**Task brief:** Check each line of the material, and show the ones that include the word "mantissa".

**Material supplied:**
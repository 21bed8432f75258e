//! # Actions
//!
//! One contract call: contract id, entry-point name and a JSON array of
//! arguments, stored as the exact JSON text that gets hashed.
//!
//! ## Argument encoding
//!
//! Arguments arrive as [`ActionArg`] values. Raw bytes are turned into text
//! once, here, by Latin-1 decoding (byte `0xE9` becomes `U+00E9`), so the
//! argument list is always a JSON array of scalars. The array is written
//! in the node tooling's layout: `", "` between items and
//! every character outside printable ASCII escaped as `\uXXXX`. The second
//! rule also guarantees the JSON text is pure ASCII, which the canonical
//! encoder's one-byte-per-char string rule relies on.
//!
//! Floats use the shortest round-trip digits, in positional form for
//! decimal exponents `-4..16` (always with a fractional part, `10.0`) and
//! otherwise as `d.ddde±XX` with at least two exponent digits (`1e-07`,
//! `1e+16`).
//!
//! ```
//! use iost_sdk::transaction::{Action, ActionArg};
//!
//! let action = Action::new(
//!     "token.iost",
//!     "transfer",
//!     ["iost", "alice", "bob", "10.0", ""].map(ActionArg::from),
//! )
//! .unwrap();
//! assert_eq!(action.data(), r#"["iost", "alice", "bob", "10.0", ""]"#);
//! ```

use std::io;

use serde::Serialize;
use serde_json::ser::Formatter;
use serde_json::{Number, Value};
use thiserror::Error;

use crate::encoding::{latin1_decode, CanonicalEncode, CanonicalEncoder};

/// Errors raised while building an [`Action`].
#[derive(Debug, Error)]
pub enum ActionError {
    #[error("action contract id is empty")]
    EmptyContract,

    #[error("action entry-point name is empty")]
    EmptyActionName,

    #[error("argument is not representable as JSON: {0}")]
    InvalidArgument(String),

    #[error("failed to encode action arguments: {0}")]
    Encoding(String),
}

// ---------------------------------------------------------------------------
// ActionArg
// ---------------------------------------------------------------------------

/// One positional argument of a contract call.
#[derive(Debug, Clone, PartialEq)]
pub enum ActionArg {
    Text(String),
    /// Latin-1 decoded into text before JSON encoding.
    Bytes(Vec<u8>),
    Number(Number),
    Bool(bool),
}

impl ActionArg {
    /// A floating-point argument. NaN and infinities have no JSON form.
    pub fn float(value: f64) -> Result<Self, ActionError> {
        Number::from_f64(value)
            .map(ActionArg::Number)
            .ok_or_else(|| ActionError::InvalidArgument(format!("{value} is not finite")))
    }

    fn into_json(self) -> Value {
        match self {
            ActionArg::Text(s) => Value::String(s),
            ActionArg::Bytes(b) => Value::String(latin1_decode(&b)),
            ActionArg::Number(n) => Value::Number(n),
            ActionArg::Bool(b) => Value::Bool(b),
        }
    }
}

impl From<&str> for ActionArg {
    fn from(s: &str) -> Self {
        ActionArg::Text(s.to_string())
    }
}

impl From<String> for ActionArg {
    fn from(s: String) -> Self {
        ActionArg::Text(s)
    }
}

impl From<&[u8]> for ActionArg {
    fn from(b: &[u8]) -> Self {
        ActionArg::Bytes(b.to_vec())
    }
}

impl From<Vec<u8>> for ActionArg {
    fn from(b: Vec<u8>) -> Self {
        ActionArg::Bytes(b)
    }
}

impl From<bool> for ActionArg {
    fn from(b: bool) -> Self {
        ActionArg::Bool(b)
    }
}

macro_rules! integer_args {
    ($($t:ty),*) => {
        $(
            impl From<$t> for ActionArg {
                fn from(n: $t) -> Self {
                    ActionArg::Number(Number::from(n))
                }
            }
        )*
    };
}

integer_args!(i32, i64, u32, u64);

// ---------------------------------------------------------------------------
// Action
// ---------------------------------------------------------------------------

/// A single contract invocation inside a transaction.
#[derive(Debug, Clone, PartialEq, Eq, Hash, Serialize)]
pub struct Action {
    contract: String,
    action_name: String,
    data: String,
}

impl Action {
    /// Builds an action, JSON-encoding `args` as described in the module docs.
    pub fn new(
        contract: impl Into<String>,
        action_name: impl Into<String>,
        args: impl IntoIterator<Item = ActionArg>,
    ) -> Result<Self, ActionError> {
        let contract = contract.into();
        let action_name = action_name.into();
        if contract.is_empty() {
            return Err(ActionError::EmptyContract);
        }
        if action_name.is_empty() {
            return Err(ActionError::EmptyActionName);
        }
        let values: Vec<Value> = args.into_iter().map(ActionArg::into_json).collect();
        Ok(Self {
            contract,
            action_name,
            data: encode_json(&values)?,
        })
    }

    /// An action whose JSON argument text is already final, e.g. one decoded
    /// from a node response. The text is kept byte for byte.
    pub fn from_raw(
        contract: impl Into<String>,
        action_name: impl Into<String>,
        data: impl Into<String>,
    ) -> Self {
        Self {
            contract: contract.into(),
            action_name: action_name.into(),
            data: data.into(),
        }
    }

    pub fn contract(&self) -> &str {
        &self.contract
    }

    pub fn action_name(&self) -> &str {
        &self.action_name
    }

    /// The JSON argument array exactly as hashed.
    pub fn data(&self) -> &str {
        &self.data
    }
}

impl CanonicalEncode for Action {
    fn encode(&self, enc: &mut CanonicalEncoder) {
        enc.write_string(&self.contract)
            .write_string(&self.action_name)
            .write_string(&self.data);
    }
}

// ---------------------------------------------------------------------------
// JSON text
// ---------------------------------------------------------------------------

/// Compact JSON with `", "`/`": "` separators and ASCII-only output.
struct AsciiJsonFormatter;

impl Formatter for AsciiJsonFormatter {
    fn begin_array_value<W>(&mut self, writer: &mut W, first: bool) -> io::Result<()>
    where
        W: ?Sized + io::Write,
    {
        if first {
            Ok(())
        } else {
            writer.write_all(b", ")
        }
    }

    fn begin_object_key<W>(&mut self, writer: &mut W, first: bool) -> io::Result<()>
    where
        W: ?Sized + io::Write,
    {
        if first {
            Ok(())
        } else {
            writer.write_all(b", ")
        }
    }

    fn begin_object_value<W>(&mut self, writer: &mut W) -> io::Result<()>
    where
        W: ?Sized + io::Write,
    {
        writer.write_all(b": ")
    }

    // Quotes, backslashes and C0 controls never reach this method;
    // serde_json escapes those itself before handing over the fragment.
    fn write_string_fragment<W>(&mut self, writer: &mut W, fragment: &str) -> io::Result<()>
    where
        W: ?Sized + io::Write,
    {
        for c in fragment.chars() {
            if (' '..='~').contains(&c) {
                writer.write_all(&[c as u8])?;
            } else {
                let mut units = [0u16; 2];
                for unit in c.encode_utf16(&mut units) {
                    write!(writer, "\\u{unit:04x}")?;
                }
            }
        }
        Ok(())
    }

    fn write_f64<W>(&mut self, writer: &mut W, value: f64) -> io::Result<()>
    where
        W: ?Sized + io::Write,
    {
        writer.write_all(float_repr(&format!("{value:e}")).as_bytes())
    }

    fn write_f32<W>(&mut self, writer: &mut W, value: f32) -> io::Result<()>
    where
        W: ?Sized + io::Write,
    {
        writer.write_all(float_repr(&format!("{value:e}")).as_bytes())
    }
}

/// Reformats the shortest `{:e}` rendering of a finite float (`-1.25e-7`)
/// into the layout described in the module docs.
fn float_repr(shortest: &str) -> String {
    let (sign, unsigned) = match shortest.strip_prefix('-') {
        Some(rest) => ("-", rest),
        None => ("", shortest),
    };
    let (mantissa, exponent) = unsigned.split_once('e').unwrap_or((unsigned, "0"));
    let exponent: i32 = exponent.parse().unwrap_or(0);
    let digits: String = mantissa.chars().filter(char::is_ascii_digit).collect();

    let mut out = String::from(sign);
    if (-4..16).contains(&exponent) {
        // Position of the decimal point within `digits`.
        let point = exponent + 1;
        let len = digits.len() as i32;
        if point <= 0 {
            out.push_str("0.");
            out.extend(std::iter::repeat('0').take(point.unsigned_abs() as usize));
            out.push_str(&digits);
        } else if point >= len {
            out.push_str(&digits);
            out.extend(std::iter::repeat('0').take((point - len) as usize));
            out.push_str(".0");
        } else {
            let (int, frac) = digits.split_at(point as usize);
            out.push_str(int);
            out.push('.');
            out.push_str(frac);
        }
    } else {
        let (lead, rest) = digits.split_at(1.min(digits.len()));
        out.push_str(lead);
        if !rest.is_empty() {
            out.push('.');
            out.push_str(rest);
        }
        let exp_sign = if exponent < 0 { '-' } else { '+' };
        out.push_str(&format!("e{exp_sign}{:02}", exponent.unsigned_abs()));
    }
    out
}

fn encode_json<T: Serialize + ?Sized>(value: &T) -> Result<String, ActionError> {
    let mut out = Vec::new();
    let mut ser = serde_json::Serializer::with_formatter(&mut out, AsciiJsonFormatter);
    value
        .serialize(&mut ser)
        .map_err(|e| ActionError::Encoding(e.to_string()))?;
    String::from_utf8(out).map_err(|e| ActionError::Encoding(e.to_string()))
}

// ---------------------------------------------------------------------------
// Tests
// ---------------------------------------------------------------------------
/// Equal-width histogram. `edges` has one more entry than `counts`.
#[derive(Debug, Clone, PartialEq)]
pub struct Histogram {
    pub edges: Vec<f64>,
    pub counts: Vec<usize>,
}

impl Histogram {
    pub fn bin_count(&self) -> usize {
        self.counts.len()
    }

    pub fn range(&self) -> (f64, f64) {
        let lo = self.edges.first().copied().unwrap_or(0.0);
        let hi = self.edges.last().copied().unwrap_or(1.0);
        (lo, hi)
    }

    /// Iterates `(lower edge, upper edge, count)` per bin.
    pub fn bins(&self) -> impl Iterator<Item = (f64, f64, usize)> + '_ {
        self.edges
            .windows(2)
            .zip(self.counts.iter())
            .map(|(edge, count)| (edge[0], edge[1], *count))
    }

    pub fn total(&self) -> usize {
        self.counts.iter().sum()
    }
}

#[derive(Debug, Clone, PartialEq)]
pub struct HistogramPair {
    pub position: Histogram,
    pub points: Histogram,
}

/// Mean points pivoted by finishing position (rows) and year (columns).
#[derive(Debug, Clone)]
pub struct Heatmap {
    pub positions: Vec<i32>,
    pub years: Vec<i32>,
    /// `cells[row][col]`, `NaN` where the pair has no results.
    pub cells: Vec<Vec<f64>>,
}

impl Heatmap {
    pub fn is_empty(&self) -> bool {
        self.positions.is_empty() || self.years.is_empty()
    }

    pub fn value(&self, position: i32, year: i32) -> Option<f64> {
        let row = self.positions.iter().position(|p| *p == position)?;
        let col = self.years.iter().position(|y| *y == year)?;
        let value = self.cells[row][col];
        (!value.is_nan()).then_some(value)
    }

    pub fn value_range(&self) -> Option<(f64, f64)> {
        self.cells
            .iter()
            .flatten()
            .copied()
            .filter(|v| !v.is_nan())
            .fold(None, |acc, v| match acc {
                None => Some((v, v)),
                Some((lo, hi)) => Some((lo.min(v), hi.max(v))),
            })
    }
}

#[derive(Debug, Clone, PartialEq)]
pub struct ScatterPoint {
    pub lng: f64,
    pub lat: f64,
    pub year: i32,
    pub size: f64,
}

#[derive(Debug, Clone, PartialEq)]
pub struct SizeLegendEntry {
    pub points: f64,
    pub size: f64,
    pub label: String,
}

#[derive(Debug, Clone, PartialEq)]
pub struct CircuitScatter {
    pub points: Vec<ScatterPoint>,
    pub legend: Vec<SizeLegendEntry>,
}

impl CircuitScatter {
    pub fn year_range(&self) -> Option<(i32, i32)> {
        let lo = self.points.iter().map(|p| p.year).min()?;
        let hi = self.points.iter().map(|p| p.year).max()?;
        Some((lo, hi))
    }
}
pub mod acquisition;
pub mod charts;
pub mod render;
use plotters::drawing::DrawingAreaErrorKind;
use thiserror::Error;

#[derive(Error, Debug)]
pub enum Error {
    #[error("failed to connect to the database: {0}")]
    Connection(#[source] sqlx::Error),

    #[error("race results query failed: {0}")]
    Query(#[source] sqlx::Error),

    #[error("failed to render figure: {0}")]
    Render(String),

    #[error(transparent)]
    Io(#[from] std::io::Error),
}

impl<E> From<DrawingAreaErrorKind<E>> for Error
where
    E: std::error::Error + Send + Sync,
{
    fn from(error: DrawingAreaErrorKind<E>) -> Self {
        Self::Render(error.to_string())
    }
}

**Response box:**
    let (mantissa, exponent) = unsigned.split_once('e').unwrap_or((unsigned, "0"));
    let digits: String = mantissa.chars().filter(char::is_ascii_digit).collect();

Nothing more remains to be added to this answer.